== Saved entries ==
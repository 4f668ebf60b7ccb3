//! Comma-separated layers.
//!
//! [CSS Backgrounds § 2.2 Layering Multiple Background Images](https://www.w3.org/TR/css-backgrounds-3/#layering)
//!
//! "The background of a box can have multiple layers ... The number of layers
//! is determined by the number of comma-separated values in the
//! 'background-image' property."
//!
//! The splitter is shared by every multi-layer family. On the collapse path
//! every longhand's list is split and the lists are lined up by index.

use crate::error::{Result, ShorthandError};

/// [§ 5.4.7 Consume a comma-separated list](https://www.w3.org/TR/css-syntax-3/#parse-comma-separated-list-of-component-values)
///
/// Split `value` at commas that are not nested inside parentheses, brackets,
/// braces, strings, or comments. Each segment is trimmed.
///
/// An empty (all-whitespace) value has zero layers. A value with an empty
/// segment (`a, , b`, `a,`) is rejected rather than read as fewer layers.
///
/// # Errors
///
/// [`ShorthandError::EmptyLayer`] for an empty segment and
/// [`ShorthandError::UnbalancedValue`] if nesting or quoting does not close.
pub fn split_layers(value: &str) -> Result<Vec<&str>> {
    if value.trim().is_empty() {
        return Ok(Vec::new());
    }

    let mut layers = Vec::new();
    let mut depth = 0usize;
    let mut quote: Option<char> = None;
    let mut segment_start = 0;
    let mut chars = value.char_indices().peekable();

    while let Some((offset, c)) = chars.next() {
        if let Some(open) = quote {
            match c {
                '\\' => {
                    let _ = chars.next();
                }
                c if c == open => quote = None,
                _ => {}
            }
            continue;
        }

        match c {
            '"' | '\'' => quote = Some(c),
            '\\' => {
                let _ = chars.next();
            }
            '/' if chars.peek().is_some_and(|&(_, next)| next == '*') => {
                let _ = chars.next();
                let mut previous = '\0';
                let mut closed = false;
                for (_, inner) in chars.by_ref() {
                    if previous == '*' && inner == '/' {
                        closed = true;
                        break;
                    }
                    previous = inner;
                }
                if !closed {
                    return Err(ShorthandError::UnbalancedValue);
                }
            }
            '(' | '[' | '{' => depth += 1,
            ')' | ']' | '}' => {
                depth = depth
                    .checked_sub(1)
                    .ok_or(ShorthandError::UnbalancedValue)?;
            }
            ',' if depth == 0 => {
                push_segment(&mut layers, &value[segment_start..offset])?;
                segment_start = offset + c.len_utf8();
            }
            _ => {}
        }
    }

    if depth != 0 || quote.is_some() {
        return Err(ShorthandError::UnbalancedValue);
    }
    push_segment(&mut layers, &value[segment_start..])?;
    Ok(layers)
}

fn push_segment<'a>(layers: &mut Vec<&'a str>, segment: &'a str) -> Result<()> {
    let trimmed = segment.trim();
    if trimmed.is_empty() {
        return Err(ShorthandError::EmptyLayer {
            index: layers.len(),
        });
    }
    layers.push(trimmed);
    Ok(())
}

/// Several longhand lists lined up by layer index.
#[derive(Debug, Clone, Default)]
pub struct AlignedLayers<'a> {
    lists: Vec<Vec<&'a str>>,
    count: usize,
}

impl<'a> AlignedLayers<'a> {
    /// The effective layer count: the longest list's length.
    #[must_use]
    pub const fn layer_count(&self) -> usize {
        self.count
    }

    /// The value of property `property` (by input index) in layer `layer`.
    ///
    /// `None` past the end of that property's own list. Alignment never
    /// substitutes defaults.
    #[must_use]
    pub fn slot(&self, property: usize, layer: usize) -> Option<&'a str> {
        self.lists.get(property)?.get(layer).copied()
    }

    /// How many segments property `property` had.
    #[must_use]
    pub fn len_of(&self, property: usize) -> usize {
        self.lists.get(property).map_or(0, Vec::len)
    }
}

/// Split every present value and line the lists up.
///
/// An absent value (`None`) contributes no layers.
///
/// # Errors
///
/// Propagates the first [`split_layers`] failure.
pub fn align_layers<'a>(values: &[Option<&'a str>]) -> Result<AlignedLayers<'a>> {
    let lists = values
        .iter()
        .map(|value| value.map_or_else(|| Ok(Vec::new()), split_layers))
        .collect::<Result<Vec<_>>>()?;
    let count = lists.iter().map(Vec::len).max().unwrap_or(0);
    Ok(AlignedLayers { lists, count })
}

#[cfg(test)]
mod tests {
    use super::*;

    #[test]
    fn commas_inside_functions_do_not_split() {
        assert_eq!(
            split_layers("url(a,b.png) left, linear-gradient(red, blue)").unwrap(),
            vec!["url(a,b.png) left", "linear-gradient(red, blue)"]
        );
        assert_eq!(
            split_layers("'a, b' x, c").unwrap(),
            vec!["'a, b' x", "c"]
        );
        assert_eq!(split_layers("a /* , */ b").unwrap(), vec!["a /* , */ b"]);
    }

    #[test]
    fn empty_input_has_no_layers() {
        assert!(split_layers("   ").unwrap().is_empty());
    }

    #[test]
    fn empty_segments_are_rejected() {
        assert_eq!(split_layers("a, , b"), Err(ShorthandError::EmptyLayer { index: 1 }));
        assert_eq!(split_layers("a,"), Err(ShorthandError::EmptyLayer { index: 1 }));
        assert_eq!(split_layers(", a"), Err(ShorthandError::EmptyLayer { index: 0 }));
    }

    #[test]
    fn unbalanced_nesting_is_rejected() {
        assert_eq!(split_layers("calc(1px, b"), Err(ShorthandError::UnbalancedValue));
        assert_eq!(split_layers("a), b"), Err(ShorthandError::UnbalancedValue));
        assert_eq!(split_layers("'a, b"), Err(ShorthandError::UnbalancedValue));
    }

    #[test]
    fn shorter_lists_leave_later_layers_unset() {
        let aligned = align_layers(&[Some("a, b, c"), Some("x"), None]).unwrap();
        assert_eq!(aligned.layer_count(), 3);
        assert_eq!(aligned.slot(0, 2), Some("c"));
        assert_eq!(aligned.slot(1, 0), Some("x"));
        assert_eq!(aligned.slot(1, 1), None);
        assert_eq!(aligned.slot(2, 0), None);
        assert_eq!(aligned.len_of(0), 3);
    }
}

== What to work on ==
Copy each record from above without leaving any out.

== Answer section ==
repository 4f668ebf60b7ccb3
//! Comma-separated layers.
//!
//! [CSS Backgrounds § 2.2 Layering Multiple Background Images](https://www.w3.org/TR/css-backgrounds-3/#layering)
//!
//! "The background of a box can have multiple layers ... The number of layers
//! is determined by the number of comma-separated values in the
//! 'background-image' property."
//!
//! The splitter is shared by every multi-layer family. On the collapse path
//! every longhand's list is split and the lists are lined up by index.

use crate::error::{Result, ShorthandError};

/// [§ 5.4.7 Consume a comma-separated list](https://www.w3.org/TR/css-syntax-3/#parse-comma-separated-list-of-component-values)
///
/// Split `value` at commas that are not nested inside parentheses, brackets,
/// braces, strings, or comments. Each segment is trimmed.
///
/// An empty (all-whitespace) value has zero layers. A value with an empty
/// segment (`a, , b`, `a,`) is rejected rather than read as fewer layers.
///
/// # Errors
///
/// [`ShorthandError::EmptyLayer`] for an empty segment and
/// [`ShorthandError::UnbalancedValue`] if nesting or quoting does not close.
pub fn split_layers(value: &str) -> Result<Vec<&str>> {
    if value.trim().is_empty() {
        return Ok(Vec::new());
    }

    let mut layers = Vec::new();
    let mut depth = 0usize;
    let mut quote: Option<char> = None;
    let mut segment_start = 0;
    let mut chars = value.char_indices().peekable();

    while let Some((offset, c)) = chars.next() {
        if let Some(open) = quote {
            match c {
                '\\' => {
                    let _ = chars.next();
                }
                c if c == open => quote = None,
                _ => {}
            }
            continue;
        }

        match c {
            '"' | '\'' => quote = Some(c),
            '\\' => {
                let _ = chars.next();
            }
            '/' if chars.peek().is_some_and(|&(_, next)| next == '*') => {
                let _ = chars.next();
                let mut previous = '\0';
                let mut closed = false;
                for (_, inner) in chars.by_ref() {
                    if previous == '*' && inner == '/' {
                        closed = true;
                        break;
                    }
                    previous = inner;
                }
                if !closed {
                    return Err(ShorthandError::UnbalancedValue);
                }
            }
            '(' | '[' | '{' => depth += 1,
            ')' | ']' | '}' => {
                depth = depth
                    .checked_sub(1)
                    .ok_or(ShorthandError::UnbalancedValue)?;
            }
            ',' if depth == 0 => {
                push_segment(&mut layers, &value[segment_start..offset])?;
                segment_start = offset + c.len_utf8();
            }
            _ => {}
        }
    }

    if depth != 0 || quote.is_some() {
        return Err(ShorthandError::UnbalancedValue);
    }
    push_segment(&mut layers, &value[segment_start..])?;
    Ok(layers)
}

fn push_segment<'a>(layers: &mut Vec<&'a str>, segment: &'a str) -> Result<()> {
    let trimmed = segment.trim();
    if trimmed.is_empty() {
        return Err(ShorthandError::EmptyLayer {
            index: layers.len(),
        });
    }
    layers.push(trimmed);
    Ok(())
}

/// Several longhand lists lined up by layer index.
#[derive(Debug, Clone, Default)]
pub struct AlignedLayers<'a> {
    lists: Vec<Vec<&'a str>>,
    count: usize,
}

impl<'a> AlignedLayers<'a> {
    /// The effective layer count: the longest list's length.
    #[must_use]
    pub const fn layer_count(&self) -> usize {
        self.count
    }

    /// The value of property `property` (by input index) in layer `layer`.
    ///
    /// `None` past the end of that property's own list. Alignment never
    /// substitutes defaults.
    #[must_use]
    pub fn slot(&self, property: usize, layer: usize) -> Option<&'a str> {
        self.lists.get(property)?.get(layer).copied()
    }

    /// How many segments property `property` had.
    #[must_use]
    pub fn len_of(&self, property: usize) -> usize {
        self.lists.get(property).map_or(0, Vec::len)
    }
}

/// Split every present value and line the lists up.
///
/// An absent value (`None`) contributes no layers.
///
/// # Errors
///
/// Propagates the first [`split_layers`] failure.
pub fn align_layers<'a>(values: &[Option<&'a str>]) -> Result<AlignedLayers<'a>> {
    let lists = values
        .iter()
        .map(|value| value.map_or_else(|| Ok(Vec::new()), split_layers))
        .collect::<Result<Vec<_>>>()?;
    let count = lists.iter().map(Vec::len).max().unwrap_or(0);
    Ok(AlignedLayers { lists, count })
}

#[cfg(test)]
mod tests {
    use super::*;

    #[test]
    fn commas_inside_functions_do_not_split() {
        assert_eq!(
            split_layers("url(a,b.png) left, linear-gradient(red, blue)").unwrap(),
            vec!["url(a,b.png) left", "linear-gradient(red, blue)"]
        );
        assert_eq!(
            split_layers("'a, b' x, c").unwrap(),
            vec!["'a, b' x", "c"]
        );
        assert_eq!(split_layers("a /* , */ b").unwrap(), vec!["a /* , */ b"]);
    }

    #[test]
    fn empty_input_has_no_layers() {
        assert!(split_layers("   ").unwrap().is_empty());
    }

    #[test]
    fn empty_segments_are_rejected() {
        assert_eq!(split_layers("a, , b"), Err(ShorthandError::EmptyLayer { index: 1 }));
        assert_eq!(split_layers("a,"), Err(ShorthandError::EmptyLayer { index: 1 }));
        assert_eq!(split_layers(", a"), Err(ShorthandError::EmptyLayer { index: 0 }));
    }

    #[test]
    fn unbalanced_nesting_is_rejected() {
        assert_eq!(split_layers("calc(1px, b"), Err(ShorthandError::UnbalancedValue));
        assert_eq!(split_layers("a), b"), Err(ShorthandError::UnbalancedValue));
        assert_eq!(split_layers("'a, b"), Err(ShorthandError::UnbalancedValue));
    }

    #[test]
    fn shorter_lists_leave_later_layers_unset() {
        let aligned = align_layers(&[Some("a, b, c"), Some("x"), None]).unwrap();
        assert_eq!(aligned.layer_count(), 3);
        assert_eq!(aligned.slot(0, 2), Some("c"));
        assert_eq!(aligned.slot(1, 0), Some("x"));
        assert_eq!(aligned.slot(1, 1), None);
        assert_eq!(aligned.slot(2, 0), None);
        assert_eq!(aligned.len_of(0), 3);
    }
}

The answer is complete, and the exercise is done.